Sono stata con Elena durante la fase dura delle domande e della guarigione. Così come le è stato accanto Patrick. Il loro rapporto è particolare perché  ognuno ha i suoi spazi, la sua indipendenza; Elena ama la scrittura, Patrick invece ama le sue ricerche, il vino e la cucina. È una relazione in cui ci si accudisce nel bisogno ma non si soffoca l’altro con inutili attenzioni. La malattia di Elena li porta a decidere di lasciare New York per trasferirsi in Francia, in un paesino ai piedi del vulcano Puy de Lúg.


“Non era mio, ed era per quello che lo volevo. Un luogo che non somigliasse a ciò che non ero più.”

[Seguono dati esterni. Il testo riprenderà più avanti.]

use chrono::{DateTime, Datelike, Duration, Local, NaiveDate, NaiveDateTime, NaiveTime};

#[derive(Debug, Clone, Copy, PartialEq, Eq)]
pub struct DateRange {
    pub start: NaiveDateTime,
    pub end: NaiveDateTime,
}

impl DateRange {
    pub fn contains(&self, instant: NaiveDateTime) -> bool {
        self.start <= instant && instant <= self.end
    }
}

pub fn day_span(first: NaiveDate, last: NaiveDate) -> DateRange {
    let start = first.and_time(NaiveTime::MIN);
    let end = last.and_time(NaiveTime::MIN) + Duration::days(1) - Duration::milliseconds(1);
    DateRange { start, end }
}

pub fn today_range(today: NaiveDate) -> DateRange {
    day_span(today, today)
}

pub fn week_range(today: NaiveDate) -> DateRange {
    let start = week_start(today);
    day_span(start, start + Duration::days(6))
}

pub fn month_range(today: NaiveDate) -> DateRange {
    let first = month_start(today);
    let next = month_start(first + Duration::days(31));
    day_span(first, next - Duration::days(1))
}

pub fn week_start(date: NaiveDate) -> NaiveDate {
    date - Duration::days(date.weekday().num_days_from_monday() as i64)
}

pub fn month_start(date: NaiveDate) -> NaiveDate {
    date - Duration::days(date.day0() as i64)
}

pub fn parse_timestamp(value: &str) -> Option<NaiveDateTime> {
    let value = value.trim();
    if value.is_empty() {
        return None;
    }
    if let Ok(instant) = DateTime::parse_from_rfc3339(value) {
        return Some(instant.with_timezone(&Local).naive_local());
    }
    if let Ok(instant) = NaiveDateTime::parse_from_str(value, "%Y-%m-%dT%H:%M:%S%.f") {
        return Some(instant);
    }
    NaiveDate::parse_from_str(value, "%Y-%m-%d")
        .ok()
        .map(|date| date.and_time(NaiveTime::MIN))
}

pub fn filter_by_range<'a, T, F>(items: &'a [T], field: F, range: &DateRange) -> Vec<&'a T>
where
    F: Fn(&T) -> Option<&str>,
{
    let mut matches = Vec::new();
    for item in items {
        let Some(value) = field(item) else { continue };
        let Some(instant) = parse_timestamp(value) else { continue };
        if range.contains(instant) {
            matches.push(item);
        }
    }
    matches
}
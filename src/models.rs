use chrono::{Local, NaiveDate, NaiveDateTime};
use serde::{Deserialize, Serialize};
use std::collections::BTreeMap;
use uuid::Uuid;

pub const STORAGE_VERSION: &str = "1.0";

#[derive(Debug, Clone, Copy, PartialEq, Eq, Default, Serialize, Deserialize)]
#[serde(rename_all = "lowercase")]
pub enum Priority {
    Low,
    #[default]
    Medium,
    High,
}

#[derive(Debug, Clone, Copy, PartialEq, Eq, Default, Serialize, Deserialize)]
#[serde(rename_all = "lowercase")]
pub enum GoalPeriod {
    Weekly,
    #[default]
    Monthly,
    Custom,
}

#[derive(Debug, Clone, Copy, PartialEq, Eq, Default, Serialize, Deserialize)]
#[serde(rename_all = "lowercase")]
pub enum RoutineCategory {
    Health,
    Fitness,
    Work,
    Learning,
    Mindfulness,
    Personal,
    #[default]
    Other,
}

#[derive(Debug, Clone, Serialize, Deserialize)]
pub struct Task {
    pub id: String,
    pub title: String,
    #[serde(default)]
    pub description: String,
    #[serde(default)]
    pub deadline: Option<String>,
    #[serde(default)]
    pub priority: Priority,
    #[serde(default)]
    pub completed: bool,
    #[serde(default)]
    pub completed_at: Option<String>,
    pub created_at: String,
    pub updated_at: String,
}

impl Task {
    pub fn create(payload: TaskCreate) -> Self {
        let now = now_stamp();
        Self {
            id: new_id(),
            title: payload.title.trim().to_string(),
            description: payload.description,
            deadline: normalize_optional(payload.deadline),
            priority: payload.priority,
            completed: payload.completed,
            completed_at: payload.completed.then(|| now.clone()),
            created_at: now.clone(),
            updated_at: now,
        }
    }

    pub fn apply(&mut self, update: TaskUpdate) {
        if let Some(title) = update.title {
            self.title = title.trim().to_string();
        }
        if let Some(description) = update.description {
            self.description = description;
        }
        if let Some(deadline) = update.deadline {
            self.deadline = normalize_optional(Some(deadline));
        }
        if let Some(priority) = update.priority {
            self.priority = priority;
        }
        if let Some(completed) = update.completed {
            if completed != self.completed {
                self.completed_at = completed.then(now_stamp);
            }
            self.completed = completed;
        }
        self.updated_at = now_stamp();
    }
}

#[derive(Debug, Clone, Serialize, Deserialize)]
pub struct Note {
    pub id: String,
    pub title: String,
    pub content: String,
    #[serde(default)]
    pub tags: Vec<String>,
    pub created_at: String,
    pub updated_at: String,
}
use crate::models::AppData;
use crate::storage::DataStore;
use std::sync::Arc;
use tokio::sync::Mutex;

#[derive(Clone)]
pub struct AppState {
    pub store: Arc<dyn DataStore>,
    pub data: Arc<Mutex<AppData>>,
}

impl AppState {
    pub fn new(store: Arc<dyn DataStore>, data: AppData) -> Self {
        Self {
            store,
            data: Arc::new(Mutex::new(data)),
        }
    }
}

 Sia il paese che il vulcano non esistono realmente, si tratta di una libertà di scrittura che si è presa l’autrice, voleva scoprire il paese insieme ad Elena e ne ha inventato uno. L’incipit del romanzo è di forte impatto e ti fa entrare nella storia; poi il ritmo di lettura diventa lento e ripetitivo perché asseconda l’andamento della ripresa di Elena, fino al colpo di scena dell’eruzione del vulcano che costringe la coppia e i genitori di lei a rimanere chiusi in casa.


“Sono anni che fa così, dicono i giornali: il Puy de Lúg che si gira nel letto, si agita, fa parlare di sé e poi torna silente. Un vecchio signore capriccioso, scrivono, che ha ancora bisogno di sentirsi al centro dell’attenzione.”

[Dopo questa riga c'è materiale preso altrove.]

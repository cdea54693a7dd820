//! Local cache placement and the hit/miss protocol
//!
//! Cached objects live at `HOME/data/BUCKET/KEY`, each with a sidecar at
//! `HOME/data/BUCKET/KEY__meta__` holding `<etag> <source-uri>`. Transfers
//! land in `HOME/tmp/` first and are renamed into place, so a reader never
//! sees a half-written object.
//!
//! ```text
//!   sidecar etag ──┐
//!                  ├── equal, non-empty, !force ──► Hit (no I/O)
//!   catalog etag ──┘
//!                  └── otherwise ──► fetch to tmp/ ──► rename ──► sidecar ──► upsert
//! ```
//!
//! Callers hold the `bucket:key` named lock around [`ObjectCache::get_object`].

use crate::backend::{Backend, ChangeDetection, SENTINEL_ETAG};
use crate::catalog::Catalog;
use crate::error::{CacheError, CacheResult, Result};
use std::ffi::OsString;
use std::fs;
use std::io::{self, Write};
use std::path::{Component, Path, PathBuf};
use std::sync::Arc;
use tempfile::{NamedTempFile, TempPath};
use tracing::debug;

/// Suffix appended to a cached object's path to name its sidecar
pub const SIDECAR_SUFFIX: &str = "__meta__";

/// Name of the per-bucket key list written by a refresh
pub const LIST_FILE: &str = "__list__";

/// Name of the append-only log under `log/`
pub const LOG_FILE: &str = "objpool.log";

/// Directory layout under the home directory
#[derive(Debug, Clone)]
pub struct Layout {
    data: PathBuf,
    tmp: PathBuf,
    log: PathBuf,
}

impl Layout {
    /// Compute the layout for `home` without touching the filesystem
    pub fn new(home: impl Into<PathBuf>) -> Self {
        let home = home.into();
        Self {
            data: home.join("data"),
            tmp: home.join("tmp"),
            log: home.join("log"),
        }
    }

    /// Compute the layout and create `data/`, `tmp/` and `log/`
    pub fn create(home: impl Into<PathBuf>) -> CacheResult<Self> {
        let layout = Self::new(home);
        for dir in [&layout.data, &layout.tmp, &layout.log] {
            fs::create_dir_all(dir).map_err(|source| CacheError::Mkdir {
                path: dir.clone(),
                source,
            })?;
        }
        Ok(layout)
    }

    pub fn data_dir(&self) -> &Path {
        &self.data
    }

    pub fn tmp_dir(&self) -> &Path {
        &self.tmp
    }

    /// File that receives the process log
    pub fn log_file(&self) -> PathBuf {
        self.log.join(LOG_FILE)
    }

    /// Canonical local path of `(bucket, key)`
    pub fn object_path(&self, bucket: &str, key: &str) -> CacheResult<PathBuf> {
        validate_bucket(bucket)?;
        validate_key(key)?;
        Ok(self.data.join(bucket).join(key))
    }

    /// Path of the key list persisted by the last refresh of `bucket`
    pub fn list_path(&self, bucket: &str) -> CacheResult<PathBuf> {
        validate_bucket(bucket)?;
        Ok(self.data.join(bucket).join(LIST_FILE))
    }
}

fn validate_bucket(bucket: &str) -> CacheResult<()> {
    if bucket.is_empty() || bucket.contains('/') || bucket == "." || bucket == ".." {
        return Err(CacheError::InvalidKey(format!("bad bucket name '{}'", bucket)));
    }
    Ok(())
}

fn validate_key(key: &str) -> CacheResult<()> {
    if key.is_empty() {
        return Err(CacheError::InvalidKey("empty key".into()));
    }
    let escapes = Path::new(key)
        .components()
        .any(|c| !matches!(c, Component::Normal(_) | Component::CurDir));
    if escapes {
        return Err(CacheError::InvalidKey(format!("key '{}' escapes the cache", key)));
    }
    Ok(())
}

/// Sidecar path for a cached object
pub fn sidecar_path(object: &Path) -> PathBuf {
    let mut name = OsString::from(object.as_os_str());
    name.push(SIDECAR_SUFFIX);
    PathBuf::from(name)
}

/// Parsed sidecar contents
#[derive(Debug, Clone, PartialEq, Eq)]
pub struct Sidecar {
    pub etag: String,
    pub uri: String,
}

impl Sidecar {
    pub fn new(etag: impl Into<String>, uri: impl Into<String>) -> Self {
        Self {
            etag: etag.into(),
            uri: uri.into(),
        }
    }

    /// Parse `<etag> <uri>`; anything else is unreadable
    pub fn parse(content: &str) -> Option<Self> {
        let (etag, uri) = content.split_once(' ')?;
        if etag.is_empty() {
            return None;
        }
        Some(Self::new(etag, uri.trim_end()))
    }

    /// Read a sidecar; missing or malformed files yield `None`
    pub fn read(path: &Path) -> Option<Self> {
        fs::read_to_string(path).ok().and_then(|s| Self::parse(&s))
    }

    pub fn render(&self) -> String {
        format!("{} {}", self.etag, self.uri)
    }
}

/// Result of [`ObjectCache::get_object`]
#[derive(Debug, Clone)]
pub struct CachedObject {
    /// Path serving the object's content
    pub path: PathBuf,

    /// Sidecar path
    pub sidecar: PathBuf,

    /// True when the existing local copy was used without a transfer
    pub hit: bool,

    /// Etag now recorded for the object
    pub etag: String,

    /// Bytes transferred (0 on a hit or for in-place mirrors)
    pub bytes: u64,
}

/// Fetch-or-hit logic shared by every backend
pub struct ObjectCache {
    layout: Layout,
    catalog: Arc<Catalog>,
    backend: Arc<dyn Backend>,
}

impl ObjectCache {
    pub fn new(layout: Layout, catalog: Arc<Catalog>, backend: Arc<dyn Backend>) -> Self {
        Self {
            layout,
            catalog,
            backend,
        }
    }

    pub fn layout(&self) -> &Layout {
        &self.layout
    }

    /// Return a current local copy of `(bucket, key)`, fetching if stale
    pub fn get_object(&self, bucket: &str, key: &str, force: bool) -> Result<CachedObject> {
        let object_path = self.layout.object_path(bucket, key)?;
        let sidecar = sidecar_path(&object_path);
        let mirror = self.backend.mirror_path(bucket, key);
        let serve_path = mirror.clone().unwrap_or_else(|| object_path.clone());

        let mut etag = Sidecar::read(&sidecar).map(|s| s.etag).unwrap_or_default();
        if !serve_path.is_file() {
            debug!(bucket, key, "Local copy missing");
            etag.clear();
        }
        let catetag = self.catalog.find(bucket, key);

        if !force && !etag.is_empty() {
            let sentinel_hit = self.backend.change_detection() == ChangeDetection::Sentinel
                && etag == SENTINEL_ETAG;
            if etag == catetag || sentinel_hit {
                if etag != catetag {
                    self.catalog.upsert(bucket, key, &etag);
                }
                debug!(bucket, key, etag = %etag, "Cache hit");
                return Ok(CachedObject {
                    path: serve_path,
                    sidecar,
                    hit: true,
                    etag,
                    bytes: 0,
                });
            }
        }

        debug!(
            bucket,
            key,
            local = %etag,
            catalog = %catetag,
            force,
            "Cache miss"
        );

        let (new_etag, bytes) = match &mirror {
            Some(path) => (self.backend.fetch(bucket, key, path)?, 0),
            None => self.transfer(bucket, key, &object_path)?,
        };

        let record = Sidecar::new(new_etag, self.backend.source_uri(bucket, key));
        self.write_sidecar(&record, &sidecar)?;

        // The catalog takes whatever the sidecar now says
        let stored = Sidecar::read(&sidecar).ok_or_else(|| CacheError::SidecarUnreadable {
            path: sidecar.clone(),
        })?;
        self.catalog.upsert(bucket, key, &stored.etag);

        Ok(CachedObject {
            path: serve_path,
            sidecar,
            hit: false,
            etag: stored.etag,
            bytes,
        })
    }

    /// Remove a cached copy and its sidecar so the next pull refetches
    ///
    /// In-place mirrors keep their content; only the sidecar is removed.
    pub fn evict(&self, bucket: &str, key: &str) -> CacheResult<()> {
        let object_path = self.layout.object_path(bucket, key)?;
        if self.backend.mirror_path(bucket, key).is_none() {
            remove_if_present(&object_path)?;
        }
        remove_if_present(&sidecar_path(&object_path))
    }

    /// Fetch into a temp file under `tmp/` and rename it into place
    fn transfer(&self, bucket: &str, key: &str, dest: &Path) -> Result<(String, u64)> {
        let temp = NamedTempFile::new_in(self.layout.tmp_dir())
            .map_err(CacheError::TempFile)?
            .into_temp_path();
        // Fetch tools refuse to overwrite an existing file
        let _ = fs::remove_file(&temp);

        let etag = self.backend.fetch(bucket, key, &temp)?;
        let bytes = fs::metadata(&temp).map(|m| m.len()).unwrap_or(0);
        place(temp, dest)?;

        Ok((etag, bytes))
    }

    fn write_sidecar(&self, record: &Sidecar, dest: &Path) -> CacheResult<()> {
        write_atomic(self.layout.tmp_dir(), dest, record.render().as_bytes())
    }
}

/// Write `content` to a temp file in `tmp_dir`, then rename it to `dest`
pub fn write_atomic(tmp_dir: &Path, dest: &Path, content: &[u8]) -> CacheResult<()> {
    let mut file = NamedTempFile::new_in(tmp_dir).map_err(CacheError::TempFile)?;
    file.write_all(content).map_err(|source| CacheError::Write {
        path: dest.to_path_buf(),
        source,
    })?;
    place(file.into_temp_path(), dest)
}

/// Rename `temp` to `dest`, creating the parent tree and retrying once
/// when the destination directory is missing
fn place(temp: TempPath, dest: &Path) -> CacheResult<()> {
    let err = match temp.persist(dest) {
        Ok(()) => return Ok(()),
        Err(err) => err,
    };
    if err.error.kind() != io::ErrorKind::NotFound {
        return Err(CacheError::Rename {
            path: dest.to_path_buf(),
            source: err.error,
        });
    }

    if let Some(parent) = dest.parent() {
        fs::create_dir_all(parent).map_err(|source| CacheError::Mkdir {
            path: parent.to_path_buf(),
            source,
        })?;
    }
    err.path.persist(dest).map_err(|e| CacheError::Rename {
        path: dest.to_path_buf(),
        source: e.error,
    })
}

fn remove_if_present(path: &Path) -> CacheResult<()> {
    match fs::remove_file(path) {
        Ok(()) => Ok(()),
        Err(e) if e.kind() == io::ErrorKind::NotFound => Ok(()),
        Err(source) => Err(CacheError::Remove {
            path: path.to_path_buf(),
            source,
        }),
    }
}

 La forza della natura, il tremito della terra, il fumo e la cenere li osservano tutti  dalla finestra e ne sono affascinati e spaventati allo stesso tempo. Questa coabitazione forzata porterà alla luce la tipica insofferenza che hanno i figli quando si trovano a convivere con i genitori e viceversa: abitudini diverse, vecchi rancori, questioni irrisolte. Il tutto è amplificato da Elena che si trova in una situazione delicata e con tutte le attenzioni su di sé. Ci si trova  a leggere frasi spezzate, dialoghi interrotti, gesti al posto delle parole. In questo l’autrice è geniale perché riesce così a trasmettere al lettore l’incomunicabilità di alcuni momenti; quando si è in situazioni al limite e per quieto vivere non si può esprimere quello che si vorrebbe esternare.  Il romanzo è narrato in prima persona dal punto di vista di Elena, questa scelta di solito penalizza un libro perché focalizza l’attenzione solo un personaggio. In questo romanzo non accade perché Elena è una scrittrice e sa come presentare e far conoscere tutti i personaggi al lettore. La scrittura è coinvolgente, tagliente ed essenziale; l’autrice non usa parole superflue ma sceglie quelle esatte, adatte al momento.

È un libro che fa riflettere sul ritrovarsi a 40 anni sul punto di morire, veder ribaltata la propria vita e dover trovare il proprio posto nel mondo. Non è facile perché tutta l’intimità e l’introspezione psicologica porterà Elena ad aprire gli occhi; si accorgerà di quante cose ha tralasciato, di quante persone e situazioni ha dato per scontato, di quanti  segreti si i nascondono sotto tanta serenità. Quando sono arrivata all’ultima pagina mi sono rimaste dentro tante domande, mi sono chiesta come mi sarei comportata in una situazione simile, se avessi reagito e come o se, conoscendomi, mi sarei lasciata andare. Trovarsi ad affrontare la morte e poi venire salvati serve solo a sopravvivere, per vivere invece occorre tirare fuori la stessa grinta ed energia di Elena. La frase che più mi ha colpito è proprio questa:


“Credo che esista una misura di saturazione oltre la quale non si può andare. Nei sentimenti, nei pensieri. Colmi quella misura e, se non ti fermi, il corpo si ferma per te.”